Greve dos metalúrgicos da CSN arranca conquistas

Assembléia dos metalúrgicos da CSN
PSTU-RJ

Trabalhadores das empreiteiras continuam paralisadosApós o início da greve no dia 1°, os metalúrgicos da Companhia Siderúrgica Nacional (CSN) de Volta Redonda (RJ) decidiram aceitar a proposta da empresa e encerraram o movimento no dia 6.

Com a greve, os trabalhadores da CSN conseguiram um reajuste de 5% (incluído o INPC); R$ 2 mil de abono; café da manhã gratuito; aumento do tempo de almoço de meia hora para uma hora; contratação de 400 trabalhadores para a área de alimentação. Houve acordo para que não haja perseguição aos ativistas. Os dias parados ainda serão negociados. Há 14 anos, a categoria não conseguia arrancar da patronal aumento real, INPC e ganhos sociais.

A greve de 1988 na CSN teve impacto nacional. A paralisação radicalizada arrancou do governo José Sarney todas as reivindicações. Em 1990, surgiu um novo movimento de greve que durou 31 dias, mas não obteve nenhum êxito.

A privatização da CSN em 1993 foi um desastre para os trabalhadores e contou com o apoio direto da Força Sindical, que dirigiu o sindicato na década de 1990 até 2006, quando foi varrida da entidade. O processo desempregou 25 mil trabalhadores, aumentou a jornada e terceirizou diversos setores. Os salários foram reduzidos em mais de 50%.

Terceirizados continuam parados
Mas os ganhos obtidos pelos metalúrgicos na recente greve não chegaram ao restante das contratadas, o que levou à continuidade do movimento. Os trabalhadores das empreiteiras foram, desde o início, a vanguarda da greve, paralisando suas atividades dois dias antes dos metalúrgicos da CSN. A unidade dos trabalhadores da CSN e a posição firme do sindicato, de apoio às reivindicações dos terceirizados, são fundamentais para concluir uma greve vitoriosa.

Vitória poderia ser maior
Os metalúrgicos da CSN e das empreiteiras demonstraram, desde o início do movimento, disposição para construir a greve de imediato. As assembléias reuniam de 7 a 9 mil operários com esse sentimento. Mas o PCdoB, que tem a maioria da direção do sindicato, tinha outra tática: negociar a qualquer custo uma proposta aceitável.

Infelizmente essa política acabou prevalecendo.
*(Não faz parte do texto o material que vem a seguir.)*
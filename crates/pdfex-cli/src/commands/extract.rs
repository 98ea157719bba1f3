//! Extract command - process a single PDF file.

use std::path::PathBuf;
use std::time::Instant;

use clap::Args;
use console::style;
use indicatif::{ProgressBar, ProgressStyle};
use tracing::debug;

use pdfex_core::{ExtractionCache, Extractor, OutputFormat};

use super::{cache_index_path, load_config};

/// Arguments for the extract command.
#[derive(Args)]
pub struct ExtractArgs {
    /// Input PDF file
    #[arg(required = true)]
    input: PathBuf,

    /// Output directory (default: from config)
    #[arg(short, long)]
    output_dir: Option<PathBuf>,

    /// Output format
    #[arg(short, long, value_enum, default_value = "json")]
    format: CliFormat,

    /// Skip embedded image extraction
    #[arg(long)]
    no_images: bool,

    /// Disable the content-hash cache
    #[arg(long)]
    no_cache: bool,
}

#[derive(Clone, Copy, Debug, clap::ValueEnum)]
pub enum CliFormat {
    /// JSON output
    Json,
    /// Plain text summary
    Text,
    /// Both artifacts
    Both,
}

impl From<CliFormat> for OutputFormat {
    fn from(format: CliFormat) -> Self {
        match format {
            CliFormat::Json => OutputFormat::Json,
            CliFormat::Text => OutputFormat::Text,
            CliFormat::Both => OutputFormat::Both,
        }
    }
}

pub async fn run(args: ExtractArgs, config_path: Option<&str>) -> anyhow::Result<()> {
    let start = Instant::now();

    let mut config = load_config(config_path)?;
    if let Some(dir) = args.output_dir {
        config.output.output_dir = dir;
    }
    config.output.output_format = args.format.into();
    if args.no_images {
        config.extraction.enable_images = false;
    }

    let pb = ProgressBar::new(100);
    pb.set_style(
        ProgressStyle::default_bar()
            .template("{spinner:.green} [{elapsed_precise}] {bar:40.cyan/blue} {msg}")
            .unwrap()
            .progress_chars("##-"),
    );

    pb.set_message(format!("Processing {}...", args.input.display()));
    pb.set_position(10);

    let mut extractor = Extractor::new(config.clone());
    if !args.no_cache {
        extractor = extractor.with_cache(ExtractionCache::with_index(cache_index_path(&config)));
    }

    pb.set_position(30);
    let (result, artifacts) = extractor.process(&args.input)?;
    pb.finish_with_message("Done");

    // Both the success flag and every per-page error are shown, so a
    // partial success never reads as a clean run.
    if result.success {
        println!(
            "{} {}: {} pages, {} words, {} images",
            style("✓").green(),
            args.input.display(),
            result.metadata.page_count,
            result.totals.words,
            result.totals.images
        );
    } else {
        println!(
            "{} {}: extraction finished with {} error(s)",
            style("✗").red(),
            args.input.display(),
            result.errors.len()
        );
    }
    for error in &result.errors {
        eprintln!("  {} {}", style("!").yellow(), error);
    }

    if let Some(path) = &artifacts.json {
        println!("  JSON: {}", path.display());
    }
    if let Some(path) = &artifacts.summary {
        println!("  Summary: {}", path.display());
    }

    debug!("total processing time: {:?}", start.elapsed());

    if !result.success {
        anyhow::bail!("extraction of {} was not fully successful", args.input.display());
    }

    Ok(())
}
//! Per-page record assembly.

use tracing::{trace, warn};

use super::{RawImage, Result};
use crate::models::{ImageInfo, PageRecord};

/// Build the record for one page from its extracted parts.
///
/// A failed text extraction produces a record with empty text and the
/// error message attached; fonts and images are still reported for the
/// page. Image decode failures are logged and skipped, never failing the
/// page.
pub fn process_page(
    number: u32,
    text: Result<String>,
    fonts: Vec<String>,
    raw_images: &[RawImage],
    media_box: Option<[f32; 4]>,
    enable_images: bool,
) -> PageRecord {
    let (text, error) = match text {
        Ok(text) => (text, None),
        Err(e) => {
            warn!("page {}: {}", number, e);
            (String::new(), Some(e.to_string()))
        }
    };

    let word_count = text.split_whitespace().count();
    let char_count = text.chars().count();

    let images = if enable_images {
        decode_images(number, raw_images)
    } else {
        Vec::new()
    };

    PageRecord {
        page_number: number,
        text,
        word_count,
        char_count,
        fonts,
        images,
        media_box,
        error,
    }
}

fn decode_images(page: u32, raw_images: &[RawImage]) -> Vec<ImageInfo> {
    let mut images = Vec::new();
    for (index, raw) in raw_images.iter().enumerate() {
        match decode_image(index, raw) {
            Some(info) => images.push(info),
            None => warn!(
                "page {}: skipping image {} ({}x{}, filter {:?})",
                page, index, raw.width, raw.height, raw.filter
            ),
        }
    }
    images
}

/// Decode one embedded stream far enough to confirm format and dimensions.
fn decode_image(index: usize, raw: &RawImage) -> Option<ImageInfo> {
    let size_bytes = raw.data.len();

    match raw.filter.as_deref() {
        Some("DCTDecode") => {
            let decoded =
                image::load_from_memory_with_format(&raw.data, image::ImageFormat::Jpeg).ok()?;
            Some(ImageInfo {
                index,
                width: decoded.width(),
                height: decoded.height(),
                format: "jpeg".to_string(),
                size_bytes,
            })
        }
        Some("JPXDecode") | Some("CCITTFaxDecode") | Some("JBIG2Decode") => {
            trace!("unsupported image codec {:?}", raw.filter);
            None
        }
        _ => {
            verify_raw_samples(raw)?;
            Some(ImageInfo {
                index,
                width: raw.width,
                height: raw.height,
                format: "raw".to_string(),
                size_bytes,
            })
        }
    }
}

/// Check that an unencoded stream holds a plausible 8-bit sample buffer.
fn verify_raw_samples(raw: &RawImage) -> Option<()> {
    if raw.bits_per_component != 8 {
        trace!("unsupported bits per component: {}", raw.bits_per_component);
        return None;
    }

    let pixels = (raw.width as usize).checked_mul(raw.height as usize)?;
    let expected = match raw.color_space.as_deref() {
        Some("DeviceRGB") | Some("RGB") | Some("CalRGB") => pixels.checked_mul(3)?,
        Some("DeviceGray") | Some("G") | Some("CalGray") => pixels,
        Some("DeviceCMYK") => pixels.checked_mul(4)?,
        _ => return None,
    };

    if raw.data.len() >= expected && expected > 0 {
        Some(())
    } else {
        trace!(
            "sample buffer too small: {} bytes, expected {}",
            raw.data.len(),
            expected
        );
        None
    }
}

#[cfg(test)]
mod tests {
    use super::*;
    use crate::error::PageError;
    use pretty_assertions::assert_eq;
    use std::io::Cursor;

    fn rgb_image(width: u32, height: u32, data_len: usize) -> RawImage {
        RawImage {
            data: vec![0u8; data_len],
            width,
            height,
            filter: None,
            color_space: Some("DeviceRGB".to_string()),
            bits_per_component: 8,
        }
    }

    #[test]
    fn test_word_and_char_counts() {
        let record = process_page(1, Ok("two words".to_string()), vec![], &[], None, false);
        assert_eq!(record.word_count, 2);
        assert_eq!(record.char_count, 9);
        assert_eq!(record.error, None);
    }

    #[test]
    fn test_whitespace_only_counts_zero_words() {
        let record = process_page(1, Ok("  \n\t  ".to_string()), vec![], &[], None, false);
        assert_eq!(record.word_count, 0);
        assert_eq!(record.char_count, 6);
    }

    #[test]
    fn test_failed_text_recorded_on_page() {
        let record = process_page(
            3,
            Err(PageError::TextExtraction("bad stream".to_string())),
            vec!["Helvetica".to_string()],
            &[],
            None,
            true,
        );
        assert_eq!(record.page_number, 3);
        assert_eq!(record.text, "");
        assert_eq!(record.word_count, 0);
        assert!(record.error.as_deref().unwrap().contains("bad stream"));
        // fonts survive a text failure
        assert_eq!(record.fonts, vec!["Helvetica".to_string()]);
    }

    #[test]
    fn test_images_disabled() {
        let record = process_page(
            1,
            Ok("text".to_string()),
            vec![],
            &[rgb_image(2, 2, 12)],
            None,
            false,
        );
        assert!(record.images.is_empty());
    }

    #[test]
    fn test_decode_raw_rgb() {
        let record = process_page(
            1,
            Ok(String::new()),
            vec![],
            &[rgb_image(2, 2, 12)],
            None,
            true,
        );
        assert_eq!(record.images.len(), 1);
        assert_eq!(record.images[0].format, "raw");
        assert_eq!(record.images[0].width, 2);
        assert_eq!(record.images[0].size_bytes, 12);
    }

    #[test]
    fn test_truncated_raw_image_skipped() {
        let record = process_page(
            1,
            Ok(String::new()),
            vec![],
            &[rgb_image(4, 4, 5)],
            None,
            true,
        );
        assert!(record.images.is_empty());
    }

    #[test]
    fn test_decode_jpeg() {
        let mut jpeg = Vec::new();
        let buffer = image::RgbImage::from_pixel(3, 2, image::Rgb([10, 20, 30]));
        image::DynamicImage::ImageRgb8(buffer)
            .write_to(&mut Cursor::new(&mut jpeg), image::ImageFormat::Jpeg)
            .unwrap();

        let raw = RawImage {
            data: jpeg,
            width: 3,
            height: 2,
            filter: Some("DCTDecode".to_string()),
            color_space: Some("DeviceRGB".to_string()),
            bits_per_component: 8,
        };

        let record = process_page(1, Ok(String::new()), vec![], &[raw], None, true);
        assert_eq!(record.images.len(), 1);
        assert_eq!(record.images[0].format, "jpeg");
        assert_eq!(record.images[0].width, 3);
        assert_eq!(record.images[0].height, 2);
    }

    #[test]
    fn test_unsupported_codec_skipped() {
        let raw = RawImage {
            data: vec![0u8; 100],
            width: 10,
            height: 10,
            filter: Some("JPXDecode".to_string()),
            color_space: None,
            bits_per_component: 8,
        };
        let record = process_page(1, Ok(String::new()), vec![], &[raw], None, true);
        assert!(record.images.is_empty());
    }
}
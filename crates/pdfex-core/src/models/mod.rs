//! Data models for extraction results and configuration.

pub mod config;
pub mod result;

pub use config::{ExtractConfig, ExtractionSettings, OutputFormat, OutputSettings};
pub use result::{DocumentMetadata, ExtractionResult, ImageInfo, PageRecord, Totals};
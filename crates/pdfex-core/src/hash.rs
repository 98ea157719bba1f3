//! Content hashing for cache keys.
//!
//! Cache keys only need a deterministic digest of the file bytes; they are
//! not integrity or security checks, so a fast 64-bit hash is enough at
//! this scale.

use std::fs::File;
use std::hash::Hasher;
use std::io::{BufReader, Read};
use std::path::Path;

use ahash::AHasher;

const CHUNK_SIZE: usize = 8192;
const KEY_HEX_WIDTH: usize = 32;

/// Hash a file's content in chunks, returning a fixed-width hex key.
///
/// Chunk boundaries are fixed at [`CHUNK_SIZE`] regardless of how the
/// underlying reads split, so the digest matches [`hash_bytes`] over the
/// same content.
pub fn hash_file(path: &Path) -> std::io::Result<String> {
    let file = File::open(path)?;
    let mut reader = BufReader::new(file);
    let mut hasher = AHasher::default();
    let mut buf = [0u8; CHUNK_SIZE];

    loop {
        let mut filled = 0;
        while filled < CHUNK_SIZE {
            let n = reader.read(&mut buf[filled..])?;
            if n == 0 {
                break;
            }
            filled += n;
        }
        if filled == 0 {
            break;
        }
        hasher.write(&buf[..filled]);
        if filled < CHUNK_SIZE {
            break;
        }
    }

    Ok(format!("{:0width$x}", hasher.finish(), width = KEY_HEX_WIDTH))
}

/// Hash an in-memory byte buffer with the same key format as [`hash_file`].
pub fn hash_bytes(data: &[u8]) -> String {
    let mut hasher = AHasher::default();
    for chunk in data.chunks(CHUNK_SIZE) {
        hasher.write(chunk);
    }
    format!("{:0width$x}", hasher.finish(), width = KEY_HEX_WIDTH)
}
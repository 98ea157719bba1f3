//! Extraction result cache keyed by content hash.
//!
//! Process-local, single-writer: either purely in-memory or backed by a
//! JSON index file. Entries point at the JSON artifact of a prior
//! successful extraction; an unreadable entry is treated as a miss by the
//! caller, never as a failure.

use std::collections::HashMap;
use std::fs;
use std::path::{Path, PathBuf};

use chrono::{DateTime, Local};
use serde::{Deserialize, Serialize};
use tracing::{debug, warn};

/// Maps a file content hash to the artifact of a prior extraction.
///
/// Entries are replaced, never mutated.
#[derive(Debug, Clone, PartialEq, Serialize, Deserialize)]
pub struct CacheEntry {
    /// Content hash of the source file.
    pub hash: String,

    /// Path of the JSON artifact written for that extraction.
    pub path: PathBuf,

    /// When the entry was recorded.
    pub created: DateTime<Local>,
}

/// Content-hash cache for extraction results.
///
/// Constructed explicitly and passed into the orchestrator, so tests can
/// supply an isolated in-memory instance.
#[derive(Debug, Default)]
pub struct ExtractionCache {
    entries: HashMap<String, CacheEntry>,
    index_path: Option<PathBuf>,
}

impl ExtractionCache {
    /// A cache that lives only for the process lifetime.
    pub fn in_memory() -> Self {
        Self::default()
    }

    /// A cache persisted to a JSON index file.
    ///
    /// An existing index is loaded; a missing or corrupt one starts the
    /// cache empty.
    pub fn with_index(path: PathBuf) -> Self {
        let entries = match fs::read_to_string(&path) {
            Ok(content) => match serde_json::from_str(&content) {
                Ok(entries) => entries,
                Err(e) => {
                    warn!("cache index {} is corrupt ({}), starting empty", path.display(), e);
                    HashMap::new()
                }
            },
            Err(_) => HashMap::new(),
        };

        debug!("cache index {}: {} entries", path.display(), entries.len());
        Self {
            entries,
            index_path: Some(path),
        }
    }

    /// Look up a prior extraction by content hash.
    pub fn get(&self, hash: &str) -> Option<&CacheEntry> {
        self.entries.get(hash)
    }

    pub fn contains(&self, hash: &str) -> bool {
        self.entries.contains_key(hash)
    }

    /// Record an extraction artifact, replacing any prior entry.
    pub fn insert(&mut self, hash: String, path: PathBuf) {
        let entry = CacheEntry {
            hash: hash.clone(),
            path,
            created: Local::now(),
        };
        self.entries.insert(hash, entry);
        self.persist();
    }

    /// Drop all entries.
    pub fn clear(&mut self) {
        self.entries.clear();
        self.persist();
    }

    /// All entries, in no particular order.
    pub fn entries(&self) -> impl Iterator<Item = &CacheEntry> {
        self.entries.values()
    }

    pub fn len(&self) -> usize {
        self.entries.len()
    }

    pub fn is_empty(&self) -> bool {
        self.entries.is_empty()
    }

    pub fn index_path(&self) -> Option<&Path> {
        self.index_path.as_deref()
    }

    // Index write failures only cost future cache hits, so they are
    // logged rather than propagated.
    fn persist(&self) {
        let Some(path) = &self.index_path else {
            return;
        };
        match serde_json::to_string_pretty(&self.entries) {
            Ok(content) => {
                if let Err(e) = fs::write(path, content) {
                    warn!("failed to write cache index {}: {}", path.display(), e);
                }
            }
            Err(e) => warn!("failed to serialize cache index: {}", e),
        }
    }
}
A prorrogação do início da greve deu prazo para a empresa atacar o movimento, utilizando inclusive um forte aparato militar para conter a paralisação.

Outro grave equívoco do movimento foi ter concedido prazo maior para a CSN negociar e dividir a categoria que, pela primeira vez, fazia uma campanha unificada.

Diante desses erros, a unidade em torno da greve – que juntou MST, PSOL, PSTU, movimento dos sem-teto e Conlutas – foi parte fundamental da luta para garantir a vitória dos trabalhadores.

Conlutas e PSTU
A Conlutas deslocou sindicalistas de outros estados para dar solidariedade à greve. Desde o início do movimento, suas bandeiras estiveram à frente das principais entradas da usina.

O PSTU também esteve presente e distribuiu panfletos para milhares de trabalhadores apoiando a greve e alertando que a vitória na CSN teria efeitos na realidade nacional, ao questionar o arrocho dos patrões e o plano econômico de Lula.